Succession plots are brewing inside Jordan's Hashemite dynasty. Reversing a deathbed wish of the late King Hussein, King Abdullah II stunned his subjects last week by summoning Crown Prince Hamzah his half brother from a holiday and abruptly sacking him as heir to the throne. "It was a complete surprise," said Mustafa Hamarneh, a prominent Jordanian political analyst.

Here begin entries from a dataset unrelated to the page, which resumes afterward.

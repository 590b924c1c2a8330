//! Keyword based capability tagging

use std::collections::BTreeSet;
use std::fmt;

use serde::{Deserialize, Serialize};

/// Feature a camera advertises on its pages or banners
#[derive(Debug, Clone, Copy, PartialEq, Eq, Hash, PartialOrd, Ord, Serialize, Deserialize)]
pub enum Capability {
    MotionDetection,
    NightVision,
    PtzControl,
    HdRecording,
    AudioRecording,
    CloudStorage,
    MobileApp,
    WebInterface,
    EmailAlerts,
}

impl Capability {
    pub fn label(&self) -> &'static str {
        match self {
            Capability::MotionDetection => "Motion Detection",
            Capability::NightVision => "Night Vision",
            Capability::PtzControl => "PTZ Control",
            Capability::HdRecording => "HD Recording",
            Capability::AudioRecording => "Audio Recording",
            Capability::CloudStorage => "Cloud Storage",
            Capability::MobileApp => "Mobile App",
            Capability::WebInterface => "Web Interface",
            Capability::EmailAlerts => "Email Alerts",
        }
    }
}

impl fmt::Display for Capability {
    fn fmt(&self, f: &mut fmt::Formatter<'_>) -> fmt::Result {
        f.pad(self.label())
    }
}

/// Capability keyword table (lowercase keywords)
pub const CAPABILITY_TABLE: &[(Capability, &[&str])] = &[
    (Capability::MotionDetection, &["motion"]),
    (Capability::NightVision, &["night vision", "infrared", "ir-cut", "ir led"]),
    (Capability::PtzControl, &["ptz", "pan tilt", "pan/tilt", "zoom"]),
    (
        Capability::HdRecording,
        &["1080p", "720p", "1440p", "2160p", "4k", "full hd", "hd recording"],
    ),
    (Capability::AudioRecording, &["audio", "microphone", "sound", "two-way talk"]),
    (Capability::CloudStorage, &["cloud"]),
    (Capability::MobileApp, &["mobile app", "app store", "google play"]),
    (Capability::WebInterface, &["web interface", "webui", "<html"]),
    (Capability::EmailAlerts, &["email", "e-mail", "smtp"]),
];

/// Every capability whose keywords appear in `html`.
pub fn detect_camera_capabilities(html: &str) -> BTreeSet<Capability> {
    let html_lower = html.to_lowercase();

    CAPABILITY_TABLE
        .iter()
        .filter(|(_, keywords)| keywords.iter().any(|kw| html_lower.contains(kw)))
        .map(|(capability, _)| *capability)
        .collect()
}
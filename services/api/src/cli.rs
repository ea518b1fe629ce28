use clap::{Args, Parser, Subcommand};
use realty_catalog::error::AppError;

use crate::demo::{run_demo, DemoArgs};
use crate::server;

#[derive(Parser, Debug)]
#[command(
    name = "Ramos Realty Catalog",
    about = "Run the listing catalog service or exercise it from the command line",
    version
)]
struct Cli {
    #[command(subcommand)]
    command: Option<Command>,
}

#[derive(Subcommand, Debug)]
enum Command {
    /// Start the HTTP service (default command)
    Serve(ServeArgs),
    /// Run an end-to-end demo: seed a catalog, filter it, and submit a
    /// listing with a deliberately failing asset
    Demo(DemoArgs),
}

#[derive(Args, Debug, Default)]
pub(crate) struct ServeArgs {
    /// Override the configured host for the HTTP server
    #[arg(long)]
    pub(crate) host: Option<String>,
    /// Override the configured port for the HTTP server
    #[arg(long)]
    pub(crate) port: Option<u16>,
    /// Seed the in-memory record store with sample listings
    #[arg(long)]
    pub(crate) seed: bool,
}

pub(crate) async fn run() -> Result<(), AppError> {
    let cli = Cli::parse();
    let command = cli
        .command
        .unwrap_or_else(|| Command::Serve(ServeArgs::default()));

    match command {
        Command::Serve(args) => server::run(args).await,
        Command::Demo(args) => run_demo(args).await,
    }
}
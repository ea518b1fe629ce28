use std::sync::Arc;

use axum::http::{header, StatusCode};
use axum::response::IntoResponse;
use axum::{Extension, Json};
use realty_catalog::catalog::{catalog_router, CatalogService, RecordStore};
use serde_json::json;

use crate::infra::AppState;

pub(crate) fn with_catalog_routes<R>(service: Arc<CatalogService<R>>) -> axum::Router
where
    R: RecordStore + 'static,
{
    catalog_router(service)
        .route("/health", axum::routing::get(healthcheck))
        .route("/ready", axum::routing::get(readiness_endpoint))
        .route("/metrics", axum::routing::get(metrics_endpoint))
}

pub(crate) async fn healthcheck() -> Json<serde_json::Value> {
    Json(json!({ "status": "ok" }))
}

pub(crate) async fn readiness_endpoint(Extension(state): Extension<AppState>) -> impl IntoResponse {
    let ready = state.readiness.load(std::sync::atomic::Ordering::Relaxed);
    let status = if ready {
        StatusCode::OK
    } else {
        StatusCode::SERVICE_UNAVAILABLE
    };

    let payload = if ready {
        json!({ "status": "ready" })
    } else {
        json!({ "status": "initializing" })
    };

    (status, Json(payload))
}

pub(crate) async fn metrics_endpoint(Extension(state): Extension<AppState>) -> impl IntoResponse {
    (
        StatusCode::OK,
        [(header::CONTENT_TYPE, "text/plain; version=0.0.4")],
        state.metrics.render(),
    )
}
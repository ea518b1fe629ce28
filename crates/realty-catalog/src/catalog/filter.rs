use serde::Deserialize;

use super::domain::{Listing, ListingStatus, PropertyType};

/// Active filter constraints. Absent fields mean "no constraint"; the
/// UI-facing sentinels ("all", empty string) are decoded once at the
/// boundary by [`FilterForm::criteria`] and never compared here.
#[derive(Debug, Clone, Default, PartialEq)]
pub struct FilterCriteria {
    pub search_text: String,
    pub property_type: Option<PropertyType>,
    pub status: Option<ListingStatus>,
    pub min_price: Option<u64>,
    pub max_price: Option<u64>,
    pub min_bedrooms: Option<u32>,
}

impl FilterCriteria {
    pub fn unconstrained() -> Self {
        Self::default()
    }

    /// Reset every clause; filtering afterwards returns the full catalog
    /// in original order.
    pub fn clear(&mut self) {
        *self = Self::default();
    }

    pub fn is_unconstrained(&self) -> bool {
        self == &Self::default()
    }

    /// Logical AND of the six clauses; each toggles off when absent.
    pub fn matches(&self, listing: &Listing) -> bool {
        let record = &listing.draft;

        let matches_search = self.search_text.is_empty() || {
            let needle = self.search_text.to_lowercase();
            record.title.to_lowercase().contains(&needle)
                || record.location.to_lowercase().contains(&needle)
        };

        let matches_type = self
            .property_type
            .map_or(true, |wanted| record.property_type == wanted);
        let matches_status = self.status.map_or(true, |wanted| record.status == wanted);
        let matches_min_price = self.min_price.map_or(true, |floor| record.price >= floor);
        let matches_max_price = self.max_price.map_or(true, |ceiling| record.price <= ceiling);
        // Threshold, not exact match: "3" means three or more bedrooms.
        let matches_bedrooms = self
            .min_bedrooms
            .map_or(true, |floor| record.bedrooms >= floor);

        matches_search
            && matches_type
            && matches_status
            && matches_min_price
            && matches_max_price
            && matches_bedrooms
    }
}

/// Pure, order-preserving filter: the result is a subsequence of
/// `listings` in their original order. Cheap enough to recompute on
/// every keystroke; debouncing is the caller's concern.
pub fn filter_listings<'a>(listings: &'a [Listing], criteria: &FilterCriteria) -> Vec<&'a Listing> {
    listings
        .iter()
        .filter(|listing| criteria.matches(listing))
        .collect()
}

/// Raw filter inputs as the UI submits them. "all" and the empty string
/// mean "no constraint"; non-numeric text in a numeric field is treated
/// as no constraint rather than failing the whole query.
#[derive(Debug, Clone, Default, Deserialize)]
pub struct FilterForm {
    #[serde(default)]
    pub search: String,
    #[serde(default, rename = "type")]
    pub property_type: String,
    #[serde(default)]
    pub status: String,
    #[serde(default)]
    pub min_price: String,
    #[serde(default)]
    pub max_price: String,
    #[serde(default)]
    pub bedrooms: String,
}

impl FilterForm {
    pub fn criteria(&self) -> FilterCriteria {
        FilterCriteria {
            search_text: self.search.trim().to_string(),
            property_type: decode_sentinel(&self.property_type)
                .and_then(|raw| PropertyType::parse(raw).ok()),
            status: decode_sentinel(&self.status).and_then(|raw| ListingStatus::parse(raw).ok()),
            min_price: decode_sentinel(&self.min_price).and_then(parse_lenient),
            max_price: decode_sentinel(&self.max_price).and_then(parse_lenient),
            min_bedrooms: decode_sentinel(&self.bedrooms).and_then(parse_lenient),
        }
    }
}

fn decode_sentinel(raw: &str) -> Option<&str> {
    let trimmed = raw.trim();
    if trimmed.is_empty() || trimmed.eq_ignore_ascii_case("all") {
        None
    } else {
        Some(trimmed)
    }
}

fn parse_lenient<T: std::str::FromStr>(raw: &str) -> Option<T> {
    raw.parse().ok()
}
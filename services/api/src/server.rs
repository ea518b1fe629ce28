use std::sync::atomic::Ordering;
use std::sync::Arc;

use axum::Extension;
use axum_prometheus::PrometheusMetricLayer;
use realty_catalog::catalog::{CatalogService, UploadPipeline};
use realty_catalog::config::AppConfig;
use realty_catalog::error::AppError;
use realty_catalog::telemetry;
use tracing::{info, warn};

use crate::cli::ServeArgs;
use crate::demo::seed_drafts;
use crate::infra::{AppState, InMemoryObjectStorage, InMemoryRecordStore, LocalSessionStore};
use crate::routes::with_catalog_routes;

pub(crate) async fn run(mut args: ServeArgs) -> Result<(), AppError> {
    let mut config = AppConfig::load()?;

    if let Some(host) = args.host.take() {
        config.server.host = host;
    }
    if let Some(port) = args.port.take() {
        config.server.port = port;
    }

    telemetry::init(&config.telemetry)?;

    let (prometheus_layer, prometheus_handle) = PrometheusMetricLayer::pair();
    let readiness_flag = Arc::new(std::sync::atomic::AtomicBool::new(false));
    let app_state = AppState {
        readiness: readiness_flag.clone(),
        metrics: Arc::new(prometheus_handle),
    };

    let records = Arc::new(InMemoryRecordStore::default());
    if args.seed {
        records.seed(seed_drafts());
    }
    let session = Arc::new(LocalSessionStore::from_env());
    let pipeline = UploadPipeline::new(Arc::new(InMemoryObjectStorage::default()), &config.storage);
    let service = Arc::new(CatalogService::new(records, session, pipeline));

    // Catalog-page entry: fetch once into memory. A failed fetch leaves
    // an empty catalog behind and the service stays up.
    if let Err(err) = service.load_catalog().await {
        warn!(error = %err, "starting with an empty catalog");
    }

    let app = with_catalog_routes(service)
        .layer(Extension(app_state))
        .layer(prometheus_layer);

    let addr = config.server.socket_addr()?;
    let listener = tokio::net::TcpListener::bind(addr).await?;
    readiness_flag.store(true, Ordering::Release);

    info!(?config.environment, %addr, "listing catalog service ready");

    axum::serve(listener, app).await?;
    Ok(())
}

Hamzah, eldest son of the late King Hussein and American-born Queen Noor, nearly succeeded Hussein in 1999 when the monarch, dying of cancer, dismissed his brother, longtime Crown Prince Hassan. So close was Hamzah to his father that even Abdullah, then a 36-year-old military officer, assumed that his younger half brother, then 18, would get the royal nod. But roughly two weeks before his death, Hussein opted for Abdullah's maturity and experience but made it clear that he should in turn make Hamzah his crown prince and "critical partner." Abdullah acceded, but never truly accepted Hamzah. Abdullah, for example, never gave Hamzah important tasks or even a ranking seat at the official dining table.
Though Jordan's royals have publicly united around the latest switch, tongues are still wagging about this new burst of palace infighting. In his dismissal letter, Abdullah said he had decided to "free" the Sandhurst graduate of his "symbolic" post in order to let him undertake unspecified responsibilities and missions. Hamzah's terse reply quoted a Koranic verse, saying simply, "Obey ... those charged with authority."
Abdullah said he would now give the Hashemite vacancy his "sincere attention." Many assume that he always wanted his own bloodline to succeed him. Until he formally announces a new crown prince, 10-year-old Hussein, the eldest of Abdullah's three children with Queen Rania, will be the Kingdom's de facto No. 2.